- Shorewell Park
- Interactive map of Shorewell Park
- Coordinates: 41°04′08″S 145°52′44″E﻿ / ﻿41.069°S 145.879°E
- Country: Australia
- State: Tasmania
- Region: North-west and west
- City: Burnie
- LGA: City of Burnie;
- Location: 4 km (2.5 mi) SW of Burnie;

Government
- • State electorate: Braddon;
- • Federal division: Braddon;

Population
- • Total: 2,008 (2016 census)
- Postcode: 7320
Suburbs around Shorewell Park
| East Cam | Park Grove | Hillcrest |
| East Cam | Shorewell Park | Acton |
| Mooreville | Mooreville | Downlands |

= Shorewell Park =

Shorewell Park is a residential locality in the local government area (LGA) of Burnie in the North-west and west LGA region of Tasmania. The locality is about 4 km south-west of the town of Burnie. The 2016 census recorded a population of 2008 for the state suburb of Shorewell Park.
It is a south western suburb of Burnie, Tasmania, which was established in the 1970s as a broadacre social housing area. The residential housing expanded in the 1980s and in 2012 the Tasmanian Government released a plan for the next 20 years.

The Hilltop Plaza Shopping Centre provides essential services such as a supermarket, bottle shop, hairdressing salon and pharmacy.
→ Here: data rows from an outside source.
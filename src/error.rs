//! Error types for indexing and facet resolution.

/// Result type for indexing operations
pub type Result<T> = std::result::Result<T, IndexError>;

/// Errors raised by the indexing core.
#[derive(Debug, thiserror::Error)]
pub enum IndexError {
    /// The record has no id, so no document id can be derived from it
    #[error("{model} record has no id and cannot be indexed")]
    RecordIncomplete { model: String },

    /// Ping against the search engine failed before any write was attempted
    #[error("Search service unavailable: {0}")]
    SearchServiceUnavailable(String),

    /// An addDocuments/commit call failed mid-run
    #[error("Batch submission failed at offset {offset}: {source}")]
    BatchSubmission {
        offset: u64,
        #[source]
        source: Box<IndexError>,
    },

    /// Label lookup for a key with no configured field
    #[error("No field configured for key '{0}'")]
    UnknownField(String),

    /// The record store could not be read
    #[error("Record source error: {0}")]
    RecordSource(String),

    /// Transport failure talking to the search engine
    #[error("HTTP error: {0}")]
    Http(#[from] reqwest::Error),

    /// The search engine answered with a non-success status
    #[error("Solr returned {status}: {body}")]
    Solr { status: u16, body: String },
}

impl From<sqlx::Error> for IndexError {
    fn from(err: sqlx::Error) -> Self {
        IndexError::RecordSource(err.to_string())
    }
}

impl IndexError {
    /// Wrap a submission failure with the cursor offset it happened at.
    pub fn at_offset(self, offset: u64) -> Self {
        IndexError::BatchSubmission {
            offset,
            source: Box::new(self),
        }
    }
}
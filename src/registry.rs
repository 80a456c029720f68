//! Admin-configured field table and the per-operation registry snapshot.

use async_trait::async_trait;
use serde::{Deserialize, Serialize};
use sqlx::{PgPool, Postgres};
use std::collections::HashMap;

use crate::error::Result;

/// Group name for fields that are not backed by a metadata element
/// (tags, collection, item type, full text).
pub const NON_ELEMENT_GROUP: &str = "Omeka Categories";

/// One indexable field as configured by an administrator.
#[derive(Debug, Clone, PartialEq, Eq, Serialize, Deserialize, sqlx::FromRow)]
pub struct FieldDescriptor {
    /// Metadata element id; `None` or 0 for symbolic fields
    pub element_id: Option<i64>,
    /// Field name in the index, e.g. `subject`, `tag`, `collection`
    pub slug: String,
    pub label: String,
    pub is_displayed: bool,
    pub is_facet: bool,
    pub sort_order: i32,
    pub element_set_name: Option<String>,
}

impl FieldDescriptor {
    /// Source key: the element id when there is one, the slug otherwise.
    pub fn key(&self) -> String {
        match self.element_id {
            Some(id) if id > 0 => id.to_string(),
            _ => self.slug.clone(),
        }
    }

    fn is_indexed(&self) -> bool {
        self.is_displayed || self.is_facet
    }
}

/// Source key -> index field name, for every displayed or faceted field.
#[derive(Debug, Clone, Default, PartialEq, Eq)]
pub struct IndexSet {
    fields: HashMap<String, String>,
}

impl IndexSet {
    /// Build from descriptors. A later descriptor with the same key silently
    /// replaces an earlier one.
    pub fn from_descriptors<'a>(descriptors: impl IntoIterator<Item = &'a FieldDescriptor>) -> Self {
        let mut fields = HashMap::new();
        for descriptor in descriptors.into_iter().filter(|d| d.is_indexed()) {
            fields.insert(descriptor.key(), descriptor.slug.clone());
        }
        Self { fields }
    }

    pub fn get(&self, key: &str) -> Option<&str> {
        self.fields.get(key).map(String::as_str)
    }

    pub fn contains(&self, key: &str) -> bool {
        self.fields.contains_key(key)
    }

    pub fn field_for_element(&self, element_id: i64) -> Option<&str> {
        self.get(&element_id.to_string())
    }

    pub fn len(&self) -> usize {
        self.fields.len()
    }

    pub fn is_empty(&self) -> bool {
        self.fields.is_empty()
    }
}

impl FromIterator<(String, String)> for IndexSet {
    fn from_iter<I: IntoIterator<Item = (String, String)>>(iter: I) -> Self {
        Self {
            fields: iter.into_iter().collect(),
        }
    }
}

/// Immutable snapshot of the field table, taken once per operation.
#[derive(Debug, Clone, Default)]
pub struct FieldRegistry {
    descriptors: Vec<FieldDescriptor>,
}

impl FieldRegistry {
    pub fn new(descriptors: Vec<FieldDescriptor>) -> Self {
        Self { descriptors }
    }

    pub fn all_facets(&self) -> &[FieldDescriptor] {
        &self.descriptors
    }

    /// Fields flagged as facets, in admin sort order. Ties keep table order.
    pub fn active_facets(&self) -> Vec<&FieldDescriptor> {
        let mut active: Vec<&FieldDescriptor> =
            self.descriptors.iter().filter(|d| d.is_facet).collect();
        active.sort_by_key(|d| d.sort_order);
        active
    }

    pub fn index_set(&self) -> IndexSet {
        IndexSet::from_descriptors(&self.descriptors)
    }

    pub fn find_by_slug(&self, slug: &str) -> Option<&FieldDescriptor> {
        self.descriptors.iter().find(|d| d.slug == slug)
    }

    pub fn find_by_element(&self, element_id: i64) -> Option<&FieldDescriptor> {
        self.descriptors
            .iter()
            .find(|d| d.element_id == Some(element_id))
    }

    /// Descriptors grouped by element set name, groups in order of first
    /// appearance.
    pub fn group_by_element_set(&self) -> Vec<(String, Vec<&FieldDescriptor>)> {
        let mut groups: Vec<(String, Vec<&FieldDescriptor>)> = Vec::new();
        for descriptor in &self.descriptors {
            let set = descriptor
                .element_set_name
                .as_deref()
                .unwrap_or(NON_ELEMENT_GROUP);
            match groups.iter_mut().find(|(name, _)| name.as_str() == set) {
                Some((_, members)) => members.push(descriptor),
                None => groups.push((set.to_string(), vec![descriptor])),
            }
        }
        groups
    }
}

/// Read side of the admin field table.
#[async_trait]
pub trait FacetTable: Send + Sync {
    async fn all_facets(&self) -> Result<Vec<FieldDescriptor>>;

    /// Take a fresh snapshot. Never cached: configuration edits must show up
    /// on the next operation.
    async fn snapshot(&self) -> Result<FieldRegistry> {
        Ok(FieldRegistry::new(self.all_facets().await?))
    }
}

/// Field table stored alongside the CMS tables in PostgreSQL.
#[derive(Clone)]
pub struct PgFacetTable {
    pool: PgPool,
    table_prefix: String,
}

impl PgFacetTable {
    pub fn new(pool: PgPool, table_prefix: impl Into<String>) -> Self {
        Self {
            pool,
            table_prefix: table_prefix.into(),
        }
    }
}

#[async_trait]
impl FacetTable for PgFacetTable {
    async fn all_facets(&self) -> Result<Vec<FieldDescriptor>> {
        let p = &self.table_prefix;
        let facets = sqlx::query_as::<Postgres, FieldDescriptor>(&format!(
            r#"
            SELECT f.element_id::BIGINT AS element_id, f.name AS slug, f.label,
                   f.is_displayed, f.is_facet, f.sort_order::INT AS sort_order,
                   es.name AS element_set_name
            FROM {p}solr_search_facets f
            LEFT JOIN {p}elements e ON e.id = f.element_id
            LEFT JOIN {p}element_sets es ON es.id = e.element_set_id
            ORDER BY f.id
            "#
        ))
        .fetch_all(&self.pool)
        .await?;

        Ok(facets)
    }
}
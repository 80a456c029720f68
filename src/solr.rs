//! Search engine client: the `SearchService` seam and its Solr HTTP
//! implementation.

use async_trait::async_trait;
use reqwest::StatusCode;
use serde::{Deserialize, Serialize};
use serde_json::{json, Value};
use std::collections::HashMap;
use std::time::Duration;
use tracing::{debug, warn};

use crate::config::SolrConfig;
use crate::document::SearchDocument;
use crate::error::{IndexError, Result};

/// Query that matches every document.
pub const MATCH_ALL: &str = "*:*";

/// One value of a facet field and its hit count.
#[derive(Debug, Clone, PartialEq, Eq, Serialize, Deserialize)]
pub struct FacetCount {
    pub value: String,
    pub count: u64,
}

/// Parameters for a select request.
#[derive(Debug, Clone, Default, PartialEq, Eq, Serialize)]
pub struct QueryParams {
    pub q: String,
    /// Filter queries, each AND-ed with `q`
    pub fq: Vec<String>,
    pub facet_fields: Vec<String>,
    pub facet_mincount: u32,
    pub rows: u32,
    pub start: u32,
}

impl QueryParams {
    /// Flatten into request parameters, repeating `fq` and `facet.field`.
    pub fn to_pairs(&self) -> Vec<(String, String)> {
        let q = if self.q.trim().is_empty() {
            MATCH_ALL.to_string()
        } else {
            self.q.clone()
        };

        let mut pairs = vec![
            ("q".to_string(), q),
            ("wt".to_string(), "json".to_string()),
            ("json.nl".to_string(), "arrarr".to_string()),
            ("rows".to_string(), self.rows.to_string()),
            ("start".to_string(), self.start.to_string()),
        ];
        pairs.extend(self.fq.iter().map(|fq| ("fq".to_string(), fq.clone())));

        if !self.facet_fields.is_empty() {
            pairs.push(("facet".to_string(), "true".to_string()));
            pairs.push((
                "facet.mincount".to_string(),
                self.facet_mincount.to_string(),
            ));
            pairs.extend(
                self.facet_fields
                    .iter()
                    .map(|f| ("facet.field".to_string(), f.clone())),
            );
        }

        pairs
    }
}

/// Hits plus facet counts keyed by facet field.
#[derive(Debug, Clone, Default, PartialEq, Serialize)]
pub struct ResultSet {
    pub num_found: u64,
    pub docs: Vec<Value>,
    pub facet_fields: HashMap<String, Vec<FacetCount>>,
}

/// Operations the indexer and the results endpoint need from the engine.
#[async_trait]
pub trait SearchService: Send + Sync {
    async fn ping(&self) -> Result<bool>;
    async fn add_documents(&self, docs: &[SearchDocument]) -> Result<()>;
    async fn commit(&self) -> Result<()>;
    async fn optimize(&self) -> Result<()>;
    async fn delete_by_query(&self, query: &str) -> Result<()>;
    async fn query(&self, params: &QueryParams) -> Result<ResultSet>;
}

#[derive(Deserialize)]
struct SelectResponse {
    response: SelectHits,
    #[serde(default)]
    facet_counts: Option<FacetCounts>,
}

#[derive(Deserialize)]
struct SelectHits {
    #[serde(rename = "numFound")]
    num_found: u64,
    #[serde(default)]
    docs: Vec<Value>,
}

#[derive(Deserialize)]
struct FacetCounts {
    #[serde(default)]
    facet_fields: HashMap<String, Vec<(String, u64)>>,
}

#[derive(Deserialize)]
struct PingResponse {
    status: String,
}

/// Solr core reached over its JSON HTTP API.
#[derive(Clone)]
pub struct SolrClient {
    client: reqwest::Client,
    base_url: String,
}

impl SolrClient {
    pub fn new(config: &SolrConfig) -> Result<Self> {
        Self::with_base_url(config.core_url(), Duration::from_secs(config.timeout_secs))
    }

    /// Client for an explicit core URL such as `http://host:8983/solr/core`.
    pub fn with_base_url(base_url: impl Into<String>, timeout: Duration) -> Result<Self> {
        let client = reqwest::Client::builder().timeout(timeout).build()?;

        Ok(Self {
            client,
            base_url: base_url.into().trim_end_matches('/').to_string(),
        })
    }

    pub fn base_url(&self) -> &str {
        &self.base_url
    }

    async fn update<T: Serialize + ?Sized>(&self, body: &T) -> Result<()> {
        let response = self
            .client
            .post(format!("{}/update", self.base_url))
            .query(&[("wt", "json")])
            .json(body)
            .send()
            .await?;

        check_status(response).await.map(|_| ())
    }
}

async fn check_status(response: reqwest::Response) -> Result<reqwest::Response> {
    let status = response.status();
    if status.is_success() {
        return Ok(response);
    }

    let body = response.text().await.unwrap_or_default();
    Err(IndexError::Solr {
        status: status.as_u16(),
        body,
    })
}

#[async_trait]
impl SearchService for SolrClient {
    async fn ping(&self) -> Result<bool> {
        let response = self
            .client
            .get(format!("{}/admin/ping", self.base_url))
            .query(&[("wt", "json")])
            .send()
            .await;

        let response = match response {
            Ok(response) => response,
            Err(e) => {
                warn!("Solr ping failed: {}", e);
                return Ok(false);
            }
        };

        if response.status() != StatusCode::OK {
            warn!("Solr ping returned {}", response.status());
            return Ok(false);
        }

        let ping: PingResponse = response.json().await?;
        Ok(ping.status.eq_ignore_ascii_case("ok"))
    }

    async fn add_documents(&self, docs: &[SearchDocument]) -> Result<()> {
        debug!("Submitting {} documents", docs.len());
        self.update(docs).await
    }

    async fn commit(&self) -> Result<()> {
        self.update(&json!({ "commit": {} })).await
    }

    async fn optimize(&self) -> Result<()> {
        self.update(&json!({ "optimize": {} })).await
    }

    async fn delete_by_query(&self, query: &str) -> Result<()> {
        self.update(&json!({ "delete": { "query": query } })).await
    }

    async fn query(&self, params: &QueryParams) -> Result<ResultSet> {
        let response = self
            .client
            .get(format!("{}/select", self.base_url))
            .query(&params.to_pairs())
            .send()
            .await?;

        let parsed: SelectResponse = check_status(response).await?.json().await?;

        let facet_fields = parsed
            .facet_counts
            .map(|counts| {
                counts
                    .facet_fields
                    .into_iter()
                    .map(|(field, values)| {
                        let values = values
                            .into_iter()
                            .map(|(value, count)| FacetCount { value, count })
                            .collect();
                        (field, values)
                    })
                    .collect()
            })
            .unwrap_or_default();

        Ok(ResultSet {
            num_found: parsed.response.num_found,
            docs: parsed.response.docs,
            facet_fields,
        })
    }
}

#[cfg(test)]
mod tests {
    use super::*;

    #[test]
    fn blank_query_matches_everything() {
        let params = QueryParams {
            q: "  ".to_string(),
            rows: 10,
            ..QueryParams::default()
        };

        let pairs = params.to_pairs();
        assert!(pairs.contains(&("q".to_string(), MATCH_ALL.to_string())));
        assert!(!pairs.iter().any(|(k, _)| k == "facet"));
    }

    #[test]
    fn filters_and_facet_fields_repeat() {
        let params = QueryParams {
            q: "jefferson".to_string(),
            fq: vec![r#"subject:"History""#.to_string(), r#"tag:"maps""#.to_string()],
            facet_fields: vec!["subject".to_string(), "tag".to_string()],
            facet_mincount: 1,
            rows: 20,
            start: 40,
        };

        let pairs = params.to_pairs();
        let fq: Vec<&str> = pairs
            .iter()
            .filter(|(k, _)| k == "fq")
            .map(|(_, v)| v.as_str())
            .collect();
        assert_eq!(fq, vec![r#"subject:"History""#, r#"tag:"maps""#]);
        assert_eq!(pairs.iter().filter(|(k, _)| k == "facet.field").count(), 2);
        assert!(pairs.contains(&("start".to_string(), "40".to_string())));
    }
}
The Burnie Community House provides locals with assistance, training and opportunities. It has a market garden as one of its projects.

==History==
Shorewell Park was gazetted as a locality in 1976. It had previously been named Cangort Park in 1974.

==Geography==
Cooee Creek forms the western boundary, and Shorewell Creek most of the eastern.

==Road infrastructure==
Route C110 (Mooreville Road) runs through from north to south.